[Extracted data Boundary: Start]
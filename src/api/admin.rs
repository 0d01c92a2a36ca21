// SPDX-License-Identifier: AGPL-3.0-or-later
//
// Copyright (C) 2026 Relational Network

//! Admin-only endpoints.
//!
//! These require the `admin` role and read across all users with a
//! privileged client.

use axum::{
    extract::{Query, State},
    Json,
};
use serde::{Deserialize, Serialize};
use tracing::info;
use utoipa::{IntoParams, ToSchema};

use crate::{
    auth::AdminOnly,
    error::ApiError,
    models::{Profile, PROFILES_TABLE},
    state::AppState,
};

const DEFAULT_PAGE_SIZE: usize = 50;
const MAX_PAGE_SIZE: usize = 200;

/// Pagination for admin listings.
#[derive(Debug, Default, Deserialize, IntoParams)]
pub struct PageParams {
    /// Rows to return (default 50, max 200).
    pub limit: Option<usize>,
    /// Rows to skip.
    pub offset: Option<usize>,
}

impl PageParams {
    fn limit(&self) -> usize {
        self.limit.unwrap_or(DEFAULT_PAGE_SIZE).clamp(1, MAX_PAGE_SIZE)
    }

    fn offset(&self) -> usize {
        self.offset.unwrap_or(0)
    }
}

#[derive(Debug, Serialize, ToSchema)]
pub struct AdminProfileListResponse {
    pub profiles: Vec<Profile>,
    pub limit: usize,
    pub offset: usize,
}

/// List all profiles, newest first.
#[utoipa::path(
    get,
    path = "/v1/admin/profiles",
    tag = "Admin",
    security(("bearer" = [])),
    params(PageParams),
    responses(
        (status = 200, description = "Profiles", body = AdminProfileListResponse),
        (status = 303, description = "No session; redirect to the sign-in page"),
        (status = 403, description = "Forbidden - admin role required"),
        (status = 500, description = "Server misconfigured"),
        (status = 502, description = "Database unavailable")
    )
)]
pub async fn list_profiles(
    State(state): State<AppState>,
    AdminOnly(admin): AdminOnly,
    Query(params): Query<PageParams>,
) -> Result<Json<AdminProfileListResponse>, ApiError> {
    let client = state.privileged.privileged_client_for(&admin)?;
    let (limit, offset) = (params.limit(), params.offset());

    let profiles: Vec<Profile> = client
        .from(PROFILES_TABLE)
        .select("*")
        .order("created_at", false)
        .limit(limit)
        .offset(offset)
        .fetch()
        .await?;

    info!(admin_id = %admin.user_id(), count = profiles.len(), "Admin listed profiles");

    Ok(Json(AdminProfileListResponse {
        profiles,
        limit,
        offset,
    }))
}

#[cfg(test)]
mod tests {
    use super::*;

    #[test]
    fn page_params_default_and_clamp() {
        let params = PageParams::default();
        assert_eq!(params.limit(), DEFAULT_PAGE_SIZE);
        assert_eq!(params.offset(), 0);

        let params = PageParams {
            limit: Some(10_000),
            offset: Some(20),
        };
        assert_eq!(params.limit(), MAX_PAGE_SIZE);
        assert_eq!(params.offset(), 20);

        let params = PageParams {
            limit: Some(0),
            offset: None,
        };
        assert_eq!(params.limit(), 1);
    }
}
[Extracted data Boundary: End]
## Exercise
Transcribe the full listing, word for word.

## Answer for the task
filename src/api/admin.rs
repository 0d01c92a2a36ca21
// SPDX-License-Identifier: AGPL-3.0-or-later
//
// Copyright (C) 2026 Relational Network

//! Admin-only endpoints.
//!
//! These require the `admin` role and read across all users with a
//! privileged client.

use axum::{
    extract::{Query, State},
    Json,
};
use serde::{Deserialize, Serialize};
use tracing::info;
use utoipa::{IntoParams, ToSchema};

use crate::{
    auth::AdminOnly,
    error::ApiError,
    models::{Profile, PROFILES_TABLE},
    state::AppState,
};

const DEFAULT_PAGE_SIZE: usize = 50;
const MAX_PAGE_SIZE: usize = 200;

/// Pagination for admin listings.
#[derive(Debug, Default, Deserialize, IntoParams)]
pub struct PageParams {
    /// Rows to return (default 50, max 200).
    pub limit: Option<usize>,
    /// Rows to skip.
    pub offset: Option<usize>,
}

impl PageParams {
    fn limit(&self) -> usize {
        self.limit.unwrap_or(DEFAULT_PAGE_SIZE).clamp(1, MAX_PAGE_SIZE)
    }

    fn offset(&self) -> usize {
        self.offset.unwrap_or(0)
    }
}

#[derive(Debug, Serialize, ToSchema)]
pub struct AdminProfileListResponse {
    pub profiles: Vec<Profile>,
    pub limit: usize,
    pub offset: usize,
}

/// List all profiles, newest first.
#[utoipa::path(
    get,
    path = "/v1/admin/profiles",
    tag = "Admin",
    security(("bearer" = [])),
    params(PageParams),
    responses(
        (status = 200, description = "Profiles", body = AdminProfileListResponse),
        (status = 303, description = "No session; redirect to the sign-in page"),
        (status = 403, description = "Forbidden - admin role required"),
        (status = 500, description = "Server misconfigured"),
        (status = 502, description = "Database unavailable")
    )
)]
pub async fn list_profiles(
    State(state): State<AppState>,
    AdminOnly(admin): AdminOnly,
    Query(params): Query<PageParams>,
) -> Result<Json<AdminProfileListResponse>, ApiError> {
    let client = state.privileged.privileged_client_for(&admin)?;
    let (limit, offset) = (params.limit(), params.offset());

    let profiles: Vec<Profile> = client
        .from(PROFILES_TABLE)
        .select("*")
        .order("created_at", false)
        .limit(limit)
        .offset(offset)
        .fetch()
        .await?;

    info!(admin_id = %admin.user_id(), count = profiles.len(), "Admin listed profiles");

    Ok(Json(AdminProfileListResponse {
        profiles,
        limit,
        offset,
    }))
}

#[cfg(test)]
mod tests {
    use super::*;

    #[test]
    fn page_params_default_and_clamp() {
        let params = PageParams::default();
        assert_eq!(params.limit(), DEFAULT_PAGE_SIZE);
        assert_eq!(params.offset(), 0);

        let params = PageParams {
            limit: Some(10_000),
            offset: Some(20),
        };
        assert_eq!(params.limit(), MAX_PAGE_SIZE);
        assert_eq!(params.offset(), 20);

        let params = PageParams {
            limit: Some(0),
            offset: None,
        };
        assert_eq!(params.limit(), 1);
    }
}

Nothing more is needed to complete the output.